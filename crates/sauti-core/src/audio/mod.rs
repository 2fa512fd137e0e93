//! Audio byte-stream processing: alignment, header parsing, decoding, accumulation

mod align;
mod artifact;
mod decode;
mod header;

pub use align::SampleAligner;
pub use artifact::{ChunkAccumulator, FinalizedAudio};
pub use decode::{decode_pcm16, SampleSegment};
pub use header::{HeaderExtractor, StreamHeader};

■ PROBLEM TO WORK ON
The entries above are to be restated word for word.

■ ANSWER SPACE
filename crates/sauti-core/src/audio/mod.rs
repository 2fa512fd137e0e93
//! Audio byte-stream processing: alignment, header parsing, decoding, accumulation

mod align;
mod artifact;
mod decode;
mod header;

pub use align::SampleAligner;
pub use artifact::{ChunkAccumulator, FinalizedAudio};
pub use decode::{decode_pcm16, SampleSegment};
pub use header::{HeaderExtractor, StreamHeader};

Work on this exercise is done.